Brief: Pick each line that has "bias" out of the records.

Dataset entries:
==============================

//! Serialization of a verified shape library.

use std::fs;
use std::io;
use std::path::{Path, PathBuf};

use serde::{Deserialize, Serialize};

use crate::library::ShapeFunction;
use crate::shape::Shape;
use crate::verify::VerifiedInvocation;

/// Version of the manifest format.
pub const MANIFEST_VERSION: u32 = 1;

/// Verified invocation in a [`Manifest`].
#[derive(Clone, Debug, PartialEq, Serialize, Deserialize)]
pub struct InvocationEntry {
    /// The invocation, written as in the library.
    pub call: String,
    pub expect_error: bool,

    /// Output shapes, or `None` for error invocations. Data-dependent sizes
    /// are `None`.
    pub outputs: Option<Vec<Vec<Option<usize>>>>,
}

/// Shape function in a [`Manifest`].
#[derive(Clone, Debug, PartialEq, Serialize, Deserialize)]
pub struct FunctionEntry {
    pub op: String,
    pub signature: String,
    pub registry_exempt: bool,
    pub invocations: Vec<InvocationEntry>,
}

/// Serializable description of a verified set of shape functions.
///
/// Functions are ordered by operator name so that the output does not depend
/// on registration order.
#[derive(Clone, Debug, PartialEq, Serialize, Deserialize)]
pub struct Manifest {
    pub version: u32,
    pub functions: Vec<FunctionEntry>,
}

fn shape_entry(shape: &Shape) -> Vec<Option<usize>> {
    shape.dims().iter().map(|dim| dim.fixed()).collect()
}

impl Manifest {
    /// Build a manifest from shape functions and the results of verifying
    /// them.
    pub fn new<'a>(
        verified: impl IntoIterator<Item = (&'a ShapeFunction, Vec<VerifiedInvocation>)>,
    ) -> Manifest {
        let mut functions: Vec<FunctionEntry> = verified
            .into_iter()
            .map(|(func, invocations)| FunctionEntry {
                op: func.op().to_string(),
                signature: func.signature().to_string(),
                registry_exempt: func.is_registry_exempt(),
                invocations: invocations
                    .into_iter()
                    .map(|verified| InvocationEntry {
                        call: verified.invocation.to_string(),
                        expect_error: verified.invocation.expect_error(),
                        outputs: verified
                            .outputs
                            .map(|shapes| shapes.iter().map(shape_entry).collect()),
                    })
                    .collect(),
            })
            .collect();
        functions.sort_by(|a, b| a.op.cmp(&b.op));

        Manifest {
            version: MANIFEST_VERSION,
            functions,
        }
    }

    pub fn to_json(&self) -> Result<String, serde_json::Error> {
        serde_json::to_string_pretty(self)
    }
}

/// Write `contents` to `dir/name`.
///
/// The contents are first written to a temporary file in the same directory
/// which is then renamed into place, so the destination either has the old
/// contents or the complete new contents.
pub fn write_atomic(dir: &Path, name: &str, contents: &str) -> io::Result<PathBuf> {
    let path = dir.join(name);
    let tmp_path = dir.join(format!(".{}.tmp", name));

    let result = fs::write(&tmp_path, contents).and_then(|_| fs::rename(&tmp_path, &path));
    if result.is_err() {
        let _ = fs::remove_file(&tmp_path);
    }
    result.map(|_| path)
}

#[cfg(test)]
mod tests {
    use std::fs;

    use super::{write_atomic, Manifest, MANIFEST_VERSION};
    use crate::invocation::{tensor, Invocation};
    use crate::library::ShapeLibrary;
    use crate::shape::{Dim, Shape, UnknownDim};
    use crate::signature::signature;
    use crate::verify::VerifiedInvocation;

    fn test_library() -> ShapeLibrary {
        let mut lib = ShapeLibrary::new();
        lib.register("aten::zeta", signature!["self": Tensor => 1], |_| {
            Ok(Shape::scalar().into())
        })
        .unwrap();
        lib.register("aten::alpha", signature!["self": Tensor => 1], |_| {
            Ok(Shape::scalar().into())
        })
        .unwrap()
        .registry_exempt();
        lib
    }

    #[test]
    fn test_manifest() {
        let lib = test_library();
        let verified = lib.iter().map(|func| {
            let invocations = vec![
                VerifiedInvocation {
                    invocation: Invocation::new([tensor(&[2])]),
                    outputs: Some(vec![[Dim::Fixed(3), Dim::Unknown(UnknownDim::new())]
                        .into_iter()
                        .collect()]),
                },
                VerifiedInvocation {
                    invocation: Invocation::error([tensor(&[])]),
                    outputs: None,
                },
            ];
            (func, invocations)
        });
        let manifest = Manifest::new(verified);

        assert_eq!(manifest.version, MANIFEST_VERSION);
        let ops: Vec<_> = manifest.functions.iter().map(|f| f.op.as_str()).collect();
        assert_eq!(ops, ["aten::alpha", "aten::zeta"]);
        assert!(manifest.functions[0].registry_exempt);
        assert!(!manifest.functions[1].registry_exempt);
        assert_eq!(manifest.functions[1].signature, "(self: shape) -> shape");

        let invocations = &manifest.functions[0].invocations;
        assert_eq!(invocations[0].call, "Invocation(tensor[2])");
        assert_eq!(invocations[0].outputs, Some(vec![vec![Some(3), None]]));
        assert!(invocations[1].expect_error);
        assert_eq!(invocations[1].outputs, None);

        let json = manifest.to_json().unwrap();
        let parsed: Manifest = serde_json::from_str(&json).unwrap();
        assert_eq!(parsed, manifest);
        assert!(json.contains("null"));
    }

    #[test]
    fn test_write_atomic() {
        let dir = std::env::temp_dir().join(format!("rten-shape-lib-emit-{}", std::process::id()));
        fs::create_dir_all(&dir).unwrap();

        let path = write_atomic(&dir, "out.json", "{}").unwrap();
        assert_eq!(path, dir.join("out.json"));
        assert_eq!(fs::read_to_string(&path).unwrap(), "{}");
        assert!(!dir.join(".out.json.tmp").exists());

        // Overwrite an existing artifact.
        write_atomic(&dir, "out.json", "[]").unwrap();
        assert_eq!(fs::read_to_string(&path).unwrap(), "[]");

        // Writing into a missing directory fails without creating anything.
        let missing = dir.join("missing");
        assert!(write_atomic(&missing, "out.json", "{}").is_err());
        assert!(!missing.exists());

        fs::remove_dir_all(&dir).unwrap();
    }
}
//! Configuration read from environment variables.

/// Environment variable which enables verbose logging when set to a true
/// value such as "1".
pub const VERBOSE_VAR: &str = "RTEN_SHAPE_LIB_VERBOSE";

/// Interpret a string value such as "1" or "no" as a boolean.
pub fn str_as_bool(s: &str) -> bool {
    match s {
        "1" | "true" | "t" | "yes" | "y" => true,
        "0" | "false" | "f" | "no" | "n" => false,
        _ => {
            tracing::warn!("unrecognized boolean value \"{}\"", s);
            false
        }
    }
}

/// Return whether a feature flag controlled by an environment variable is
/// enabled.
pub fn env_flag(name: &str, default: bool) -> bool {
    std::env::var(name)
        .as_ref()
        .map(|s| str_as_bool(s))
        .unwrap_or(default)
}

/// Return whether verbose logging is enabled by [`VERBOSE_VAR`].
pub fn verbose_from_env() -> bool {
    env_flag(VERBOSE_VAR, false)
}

==============================

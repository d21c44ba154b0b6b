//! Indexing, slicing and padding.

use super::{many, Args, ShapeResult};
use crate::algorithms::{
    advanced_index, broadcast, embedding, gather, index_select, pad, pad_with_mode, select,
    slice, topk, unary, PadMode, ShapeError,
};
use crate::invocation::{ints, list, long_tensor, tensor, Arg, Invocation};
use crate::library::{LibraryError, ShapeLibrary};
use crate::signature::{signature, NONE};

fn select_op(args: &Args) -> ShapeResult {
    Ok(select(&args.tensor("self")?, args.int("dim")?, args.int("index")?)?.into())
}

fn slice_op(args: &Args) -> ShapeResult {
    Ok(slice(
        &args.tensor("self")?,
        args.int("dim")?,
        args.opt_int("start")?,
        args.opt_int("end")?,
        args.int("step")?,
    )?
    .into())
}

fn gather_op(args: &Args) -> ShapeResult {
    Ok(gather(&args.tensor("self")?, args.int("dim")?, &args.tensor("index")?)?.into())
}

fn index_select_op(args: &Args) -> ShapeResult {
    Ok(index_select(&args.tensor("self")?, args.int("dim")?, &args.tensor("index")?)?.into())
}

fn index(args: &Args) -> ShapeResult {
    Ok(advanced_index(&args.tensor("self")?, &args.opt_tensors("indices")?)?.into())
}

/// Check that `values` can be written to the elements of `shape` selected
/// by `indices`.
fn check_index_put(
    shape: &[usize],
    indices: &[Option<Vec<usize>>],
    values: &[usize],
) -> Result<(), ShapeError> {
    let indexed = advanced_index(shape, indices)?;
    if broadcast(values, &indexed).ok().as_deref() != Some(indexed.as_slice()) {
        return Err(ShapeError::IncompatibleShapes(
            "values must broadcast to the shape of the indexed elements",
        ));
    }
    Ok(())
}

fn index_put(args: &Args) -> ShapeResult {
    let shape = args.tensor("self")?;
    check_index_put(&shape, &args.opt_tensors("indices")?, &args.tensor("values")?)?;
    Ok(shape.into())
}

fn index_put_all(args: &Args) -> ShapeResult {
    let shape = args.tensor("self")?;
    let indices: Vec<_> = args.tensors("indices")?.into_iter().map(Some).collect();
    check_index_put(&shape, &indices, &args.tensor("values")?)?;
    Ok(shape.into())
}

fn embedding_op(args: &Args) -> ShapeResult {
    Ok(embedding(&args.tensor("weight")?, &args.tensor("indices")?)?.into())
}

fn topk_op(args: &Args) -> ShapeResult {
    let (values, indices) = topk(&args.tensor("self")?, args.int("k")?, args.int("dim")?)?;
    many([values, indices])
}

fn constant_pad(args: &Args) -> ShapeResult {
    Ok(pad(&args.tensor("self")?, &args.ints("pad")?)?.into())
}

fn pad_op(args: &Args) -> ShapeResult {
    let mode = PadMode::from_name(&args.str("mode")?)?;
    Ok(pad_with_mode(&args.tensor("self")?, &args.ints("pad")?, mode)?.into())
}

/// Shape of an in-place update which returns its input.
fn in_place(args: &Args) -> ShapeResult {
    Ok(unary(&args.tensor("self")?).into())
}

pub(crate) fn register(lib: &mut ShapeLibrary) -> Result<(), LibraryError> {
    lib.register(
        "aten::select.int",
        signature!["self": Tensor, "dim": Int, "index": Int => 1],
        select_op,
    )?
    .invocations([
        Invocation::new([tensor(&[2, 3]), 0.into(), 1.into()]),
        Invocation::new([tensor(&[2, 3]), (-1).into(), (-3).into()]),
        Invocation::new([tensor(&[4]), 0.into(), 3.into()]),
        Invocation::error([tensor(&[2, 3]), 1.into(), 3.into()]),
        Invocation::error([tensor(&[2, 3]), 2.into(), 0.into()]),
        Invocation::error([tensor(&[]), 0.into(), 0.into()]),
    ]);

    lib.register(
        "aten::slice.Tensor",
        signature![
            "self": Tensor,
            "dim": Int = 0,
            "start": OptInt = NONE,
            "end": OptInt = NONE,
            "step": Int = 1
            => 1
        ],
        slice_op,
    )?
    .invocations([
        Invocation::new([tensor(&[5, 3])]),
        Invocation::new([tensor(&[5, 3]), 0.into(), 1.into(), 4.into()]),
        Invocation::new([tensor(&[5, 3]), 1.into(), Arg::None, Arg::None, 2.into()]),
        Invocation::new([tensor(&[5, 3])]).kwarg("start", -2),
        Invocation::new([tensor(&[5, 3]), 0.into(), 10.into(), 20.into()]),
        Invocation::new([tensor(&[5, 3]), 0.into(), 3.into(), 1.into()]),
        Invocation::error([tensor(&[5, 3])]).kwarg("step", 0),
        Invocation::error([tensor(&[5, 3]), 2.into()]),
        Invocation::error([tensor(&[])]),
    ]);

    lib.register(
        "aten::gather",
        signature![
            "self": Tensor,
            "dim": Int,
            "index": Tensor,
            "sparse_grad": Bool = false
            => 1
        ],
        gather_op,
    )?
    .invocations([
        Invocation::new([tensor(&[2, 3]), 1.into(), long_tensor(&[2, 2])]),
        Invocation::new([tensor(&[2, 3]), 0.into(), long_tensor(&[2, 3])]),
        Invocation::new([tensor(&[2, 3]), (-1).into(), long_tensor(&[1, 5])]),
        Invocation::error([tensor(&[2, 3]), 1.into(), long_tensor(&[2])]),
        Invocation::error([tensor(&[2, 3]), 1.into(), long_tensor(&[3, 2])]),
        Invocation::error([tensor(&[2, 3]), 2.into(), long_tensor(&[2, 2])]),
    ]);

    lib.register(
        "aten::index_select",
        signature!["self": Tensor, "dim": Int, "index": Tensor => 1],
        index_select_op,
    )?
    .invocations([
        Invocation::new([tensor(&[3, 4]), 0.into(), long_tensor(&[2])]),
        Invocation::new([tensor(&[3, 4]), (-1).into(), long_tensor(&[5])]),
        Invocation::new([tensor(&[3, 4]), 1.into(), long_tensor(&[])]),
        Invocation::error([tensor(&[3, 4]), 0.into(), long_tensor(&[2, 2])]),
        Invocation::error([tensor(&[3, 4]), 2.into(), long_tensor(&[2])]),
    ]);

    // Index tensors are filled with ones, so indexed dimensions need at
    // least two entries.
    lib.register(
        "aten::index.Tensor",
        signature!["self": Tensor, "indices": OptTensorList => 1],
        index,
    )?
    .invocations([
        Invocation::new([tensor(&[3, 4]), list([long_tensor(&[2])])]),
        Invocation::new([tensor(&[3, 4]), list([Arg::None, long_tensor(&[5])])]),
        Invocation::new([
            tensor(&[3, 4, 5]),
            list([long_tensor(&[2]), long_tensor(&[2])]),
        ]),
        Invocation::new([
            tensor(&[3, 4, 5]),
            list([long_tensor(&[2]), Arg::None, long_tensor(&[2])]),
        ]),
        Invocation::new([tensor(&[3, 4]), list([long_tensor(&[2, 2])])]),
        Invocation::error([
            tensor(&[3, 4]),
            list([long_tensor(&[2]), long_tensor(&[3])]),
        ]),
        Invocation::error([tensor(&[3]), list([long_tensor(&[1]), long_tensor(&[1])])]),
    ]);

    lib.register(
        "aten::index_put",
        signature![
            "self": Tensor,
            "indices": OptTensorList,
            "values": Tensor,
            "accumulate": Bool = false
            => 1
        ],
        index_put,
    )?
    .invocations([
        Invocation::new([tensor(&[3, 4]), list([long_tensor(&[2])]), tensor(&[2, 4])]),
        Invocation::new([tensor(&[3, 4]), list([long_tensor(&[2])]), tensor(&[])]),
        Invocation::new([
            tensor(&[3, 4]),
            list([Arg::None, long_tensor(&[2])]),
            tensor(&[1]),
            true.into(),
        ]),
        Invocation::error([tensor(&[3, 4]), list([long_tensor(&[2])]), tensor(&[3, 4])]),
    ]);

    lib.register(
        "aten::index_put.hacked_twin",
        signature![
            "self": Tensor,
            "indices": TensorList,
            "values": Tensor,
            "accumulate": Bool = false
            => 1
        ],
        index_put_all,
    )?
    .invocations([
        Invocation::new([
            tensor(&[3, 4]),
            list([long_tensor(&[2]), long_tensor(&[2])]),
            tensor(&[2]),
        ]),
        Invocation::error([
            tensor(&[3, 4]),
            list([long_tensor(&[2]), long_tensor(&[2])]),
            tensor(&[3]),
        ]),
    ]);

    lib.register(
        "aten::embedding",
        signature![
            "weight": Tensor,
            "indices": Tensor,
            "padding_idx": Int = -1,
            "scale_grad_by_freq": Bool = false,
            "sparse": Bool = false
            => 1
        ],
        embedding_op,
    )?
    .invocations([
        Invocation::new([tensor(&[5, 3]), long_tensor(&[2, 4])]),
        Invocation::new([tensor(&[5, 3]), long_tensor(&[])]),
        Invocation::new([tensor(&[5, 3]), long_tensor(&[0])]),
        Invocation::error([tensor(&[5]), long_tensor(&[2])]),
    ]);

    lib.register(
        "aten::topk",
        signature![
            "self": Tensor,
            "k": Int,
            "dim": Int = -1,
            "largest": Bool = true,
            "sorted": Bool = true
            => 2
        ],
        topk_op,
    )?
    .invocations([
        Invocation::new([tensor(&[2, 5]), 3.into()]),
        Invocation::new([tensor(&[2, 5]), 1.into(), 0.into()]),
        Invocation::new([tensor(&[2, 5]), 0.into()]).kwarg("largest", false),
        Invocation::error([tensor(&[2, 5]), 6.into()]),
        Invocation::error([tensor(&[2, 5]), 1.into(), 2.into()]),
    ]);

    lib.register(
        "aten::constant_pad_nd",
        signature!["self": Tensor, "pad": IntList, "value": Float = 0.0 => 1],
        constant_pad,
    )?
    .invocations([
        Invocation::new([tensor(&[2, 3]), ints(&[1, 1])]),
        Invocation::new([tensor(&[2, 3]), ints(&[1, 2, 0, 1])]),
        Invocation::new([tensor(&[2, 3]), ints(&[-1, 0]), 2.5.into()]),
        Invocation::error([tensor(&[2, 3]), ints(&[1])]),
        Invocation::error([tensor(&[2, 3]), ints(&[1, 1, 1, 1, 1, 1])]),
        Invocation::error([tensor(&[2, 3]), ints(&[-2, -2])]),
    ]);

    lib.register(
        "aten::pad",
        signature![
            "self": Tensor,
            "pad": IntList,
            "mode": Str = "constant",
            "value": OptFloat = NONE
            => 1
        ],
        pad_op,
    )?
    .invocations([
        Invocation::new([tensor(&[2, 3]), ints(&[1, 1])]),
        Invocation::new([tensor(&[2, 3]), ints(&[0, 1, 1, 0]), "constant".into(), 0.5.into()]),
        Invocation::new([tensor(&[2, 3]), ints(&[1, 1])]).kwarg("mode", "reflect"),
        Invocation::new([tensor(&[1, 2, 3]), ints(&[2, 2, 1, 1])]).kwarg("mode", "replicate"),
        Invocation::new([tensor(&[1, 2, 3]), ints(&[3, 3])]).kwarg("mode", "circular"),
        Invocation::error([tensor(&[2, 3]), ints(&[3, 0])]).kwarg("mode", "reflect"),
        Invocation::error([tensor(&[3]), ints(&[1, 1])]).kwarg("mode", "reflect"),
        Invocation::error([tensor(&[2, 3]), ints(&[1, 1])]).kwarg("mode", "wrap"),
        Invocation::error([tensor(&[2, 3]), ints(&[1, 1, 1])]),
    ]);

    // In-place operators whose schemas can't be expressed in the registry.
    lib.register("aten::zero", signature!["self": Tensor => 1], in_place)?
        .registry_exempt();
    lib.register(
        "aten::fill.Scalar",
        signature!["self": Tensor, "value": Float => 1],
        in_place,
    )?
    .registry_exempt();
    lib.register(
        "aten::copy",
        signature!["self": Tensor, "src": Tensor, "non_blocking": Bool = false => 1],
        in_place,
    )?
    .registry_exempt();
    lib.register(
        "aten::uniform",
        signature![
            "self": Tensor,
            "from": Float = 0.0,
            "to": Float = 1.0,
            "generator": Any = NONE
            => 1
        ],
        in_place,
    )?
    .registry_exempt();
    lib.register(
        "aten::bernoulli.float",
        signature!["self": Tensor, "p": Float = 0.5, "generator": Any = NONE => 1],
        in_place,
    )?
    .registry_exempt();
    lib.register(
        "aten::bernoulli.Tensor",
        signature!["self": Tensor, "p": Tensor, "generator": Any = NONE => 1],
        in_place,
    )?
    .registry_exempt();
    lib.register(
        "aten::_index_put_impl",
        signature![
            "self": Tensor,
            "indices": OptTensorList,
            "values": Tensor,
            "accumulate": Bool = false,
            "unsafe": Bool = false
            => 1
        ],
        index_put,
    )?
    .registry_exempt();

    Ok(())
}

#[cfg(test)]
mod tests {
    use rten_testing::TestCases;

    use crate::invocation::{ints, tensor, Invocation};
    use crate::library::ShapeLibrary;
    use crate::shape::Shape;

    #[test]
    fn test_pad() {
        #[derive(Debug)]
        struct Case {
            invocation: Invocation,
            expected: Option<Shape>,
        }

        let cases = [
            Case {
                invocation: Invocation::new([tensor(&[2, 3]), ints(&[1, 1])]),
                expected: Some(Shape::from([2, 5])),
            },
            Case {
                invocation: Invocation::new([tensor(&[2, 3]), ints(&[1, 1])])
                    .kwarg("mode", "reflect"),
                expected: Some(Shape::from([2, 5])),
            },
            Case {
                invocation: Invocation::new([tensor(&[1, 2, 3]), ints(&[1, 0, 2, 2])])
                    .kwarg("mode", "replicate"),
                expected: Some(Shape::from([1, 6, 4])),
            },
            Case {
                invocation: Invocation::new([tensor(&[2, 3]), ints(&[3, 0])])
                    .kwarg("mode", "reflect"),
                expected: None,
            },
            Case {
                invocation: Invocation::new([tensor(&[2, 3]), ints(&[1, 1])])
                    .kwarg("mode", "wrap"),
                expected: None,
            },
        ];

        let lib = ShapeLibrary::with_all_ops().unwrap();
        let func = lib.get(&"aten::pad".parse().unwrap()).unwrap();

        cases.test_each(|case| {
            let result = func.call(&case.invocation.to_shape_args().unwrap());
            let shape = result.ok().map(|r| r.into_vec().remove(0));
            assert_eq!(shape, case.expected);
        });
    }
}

==============================

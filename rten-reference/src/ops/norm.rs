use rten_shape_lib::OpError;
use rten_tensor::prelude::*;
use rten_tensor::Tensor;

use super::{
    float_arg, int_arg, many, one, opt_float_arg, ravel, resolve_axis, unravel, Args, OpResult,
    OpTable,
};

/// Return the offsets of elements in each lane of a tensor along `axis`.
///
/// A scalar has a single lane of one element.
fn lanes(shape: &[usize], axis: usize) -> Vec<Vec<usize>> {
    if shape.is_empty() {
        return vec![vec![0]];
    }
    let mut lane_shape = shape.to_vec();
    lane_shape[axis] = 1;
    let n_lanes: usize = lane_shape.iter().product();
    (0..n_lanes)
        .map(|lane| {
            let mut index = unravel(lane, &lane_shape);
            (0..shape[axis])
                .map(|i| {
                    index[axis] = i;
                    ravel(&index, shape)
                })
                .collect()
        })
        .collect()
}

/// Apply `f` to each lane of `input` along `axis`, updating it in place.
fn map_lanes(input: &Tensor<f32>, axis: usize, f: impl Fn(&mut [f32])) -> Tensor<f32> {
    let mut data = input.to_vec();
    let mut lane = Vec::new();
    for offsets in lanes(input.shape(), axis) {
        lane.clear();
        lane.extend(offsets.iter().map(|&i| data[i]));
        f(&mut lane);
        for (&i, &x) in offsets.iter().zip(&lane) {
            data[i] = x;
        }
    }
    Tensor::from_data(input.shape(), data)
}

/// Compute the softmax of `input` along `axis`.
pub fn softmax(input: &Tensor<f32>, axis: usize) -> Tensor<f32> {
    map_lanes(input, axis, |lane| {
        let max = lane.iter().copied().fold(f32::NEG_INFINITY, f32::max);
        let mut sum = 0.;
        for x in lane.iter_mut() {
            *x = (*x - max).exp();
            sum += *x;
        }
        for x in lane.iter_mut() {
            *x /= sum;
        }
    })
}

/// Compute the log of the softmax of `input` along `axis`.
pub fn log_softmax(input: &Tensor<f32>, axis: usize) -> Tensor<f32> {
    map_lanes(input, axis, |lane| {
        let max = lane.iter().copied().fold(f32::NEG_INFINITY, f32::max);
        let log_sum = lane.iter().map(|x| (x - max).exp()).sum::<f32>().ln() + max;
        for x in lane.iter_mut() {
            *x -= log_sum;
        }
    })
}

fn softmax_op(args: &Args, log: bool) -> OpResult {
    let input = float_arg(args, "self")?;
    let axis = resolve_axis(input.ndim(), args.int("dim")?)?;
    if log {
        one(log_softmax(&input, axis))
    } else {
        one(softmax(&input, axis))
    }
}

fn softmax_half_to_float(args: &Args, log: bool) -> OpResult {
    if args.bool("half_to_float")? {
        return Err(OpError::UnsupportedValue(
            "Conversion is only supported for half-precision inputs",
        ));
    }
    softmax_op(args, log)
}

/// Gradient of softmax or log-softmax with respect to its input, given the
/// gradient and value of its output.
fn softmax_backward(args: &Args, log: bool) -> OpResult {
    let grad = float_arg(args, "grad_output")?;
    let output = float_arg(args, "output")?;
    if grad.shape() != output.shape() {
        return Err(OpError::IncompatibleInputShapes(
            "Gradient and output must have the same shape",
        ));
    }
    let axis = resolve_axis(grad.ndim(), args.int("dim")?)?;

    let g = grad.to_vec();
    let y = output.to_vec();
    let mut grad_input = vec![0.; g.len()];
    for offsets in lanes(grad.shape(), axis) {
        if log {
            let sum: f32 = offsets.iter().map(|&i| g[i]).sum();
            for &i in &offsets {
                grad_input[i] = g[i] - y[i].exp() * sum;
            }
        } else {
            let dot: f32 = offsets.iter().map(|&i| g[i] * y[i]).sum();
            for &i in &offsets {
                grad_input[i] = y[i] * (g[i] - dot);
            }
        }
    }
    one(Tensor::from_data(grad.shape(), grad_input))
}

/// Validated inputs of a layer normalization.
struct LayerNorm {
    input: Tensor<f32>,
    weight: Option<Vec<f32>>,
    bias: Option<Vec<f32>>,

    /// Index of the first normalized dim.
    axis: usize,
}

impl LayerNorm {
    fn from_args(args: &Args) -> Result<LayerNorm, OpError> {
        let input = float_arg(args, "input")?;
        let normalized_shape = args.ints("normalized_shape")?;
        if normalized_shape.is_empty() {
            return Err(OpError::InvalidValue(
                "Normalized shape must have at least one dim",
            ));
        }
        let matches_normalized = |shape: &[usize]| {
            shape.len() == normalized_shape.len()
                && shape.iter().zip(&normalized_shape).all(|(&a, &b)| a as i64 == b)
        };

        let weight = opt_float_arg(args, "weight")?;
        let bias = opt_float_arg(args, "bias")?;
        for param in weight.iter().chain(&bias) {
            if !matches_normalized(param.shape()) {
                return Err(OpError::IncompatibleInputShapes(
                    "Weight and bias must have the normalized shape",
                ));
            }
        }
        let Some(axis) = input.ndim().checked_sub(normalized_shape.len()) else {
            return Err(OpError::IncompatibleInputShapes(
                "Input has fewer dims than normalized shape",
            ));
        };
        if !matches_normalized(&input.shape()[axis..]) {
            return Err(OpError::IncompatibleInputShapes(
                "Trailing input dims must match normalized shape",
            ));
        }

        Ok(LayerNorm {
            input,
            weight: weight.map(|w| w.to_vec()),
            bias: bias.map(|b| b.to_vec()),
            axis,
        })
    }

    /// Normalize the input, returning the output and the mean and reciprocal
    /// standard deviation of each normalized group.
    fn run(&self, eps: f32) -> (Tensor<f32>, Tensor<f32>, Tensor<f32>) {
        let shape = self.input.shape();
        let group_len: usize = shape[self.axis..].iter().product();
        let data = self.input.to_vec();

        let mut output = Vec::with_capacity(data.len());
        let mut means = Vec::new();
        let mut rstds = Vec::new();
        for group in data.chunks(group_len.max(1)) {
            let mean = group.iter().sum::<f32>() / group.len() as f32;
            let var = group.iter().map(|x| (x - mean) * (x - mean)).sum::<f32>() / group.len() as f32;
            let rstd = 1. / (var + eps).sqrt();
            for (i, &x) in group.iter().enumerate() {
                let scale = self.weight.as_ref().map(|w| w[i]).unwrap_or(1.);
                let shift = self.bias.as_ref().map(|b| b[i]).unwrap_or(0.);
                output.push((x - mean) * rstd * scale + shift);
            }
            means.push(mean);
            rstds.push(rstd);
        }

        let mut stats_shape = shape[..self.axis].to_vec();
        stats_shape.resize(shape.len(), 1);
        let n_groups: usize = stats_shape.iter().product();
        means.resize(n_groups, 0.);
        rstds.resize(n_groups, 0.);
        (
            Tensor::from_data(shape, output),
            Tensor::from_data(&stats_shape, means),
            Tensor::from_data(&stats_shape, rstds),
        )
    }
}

==============================

Exercise solution:
    bias: Option<Vec<f32>>,
        let bias = opt_float_arg(args, "bias")?;
        for param in weight.iter().chain(&bias) {
                    "Weight and bias must have the normalized shape",
            bias: bias.map(|b| b.to_vec()),
                let shift = self.bias.as_ref().map(|b| b[i]).unwrap_or(0.);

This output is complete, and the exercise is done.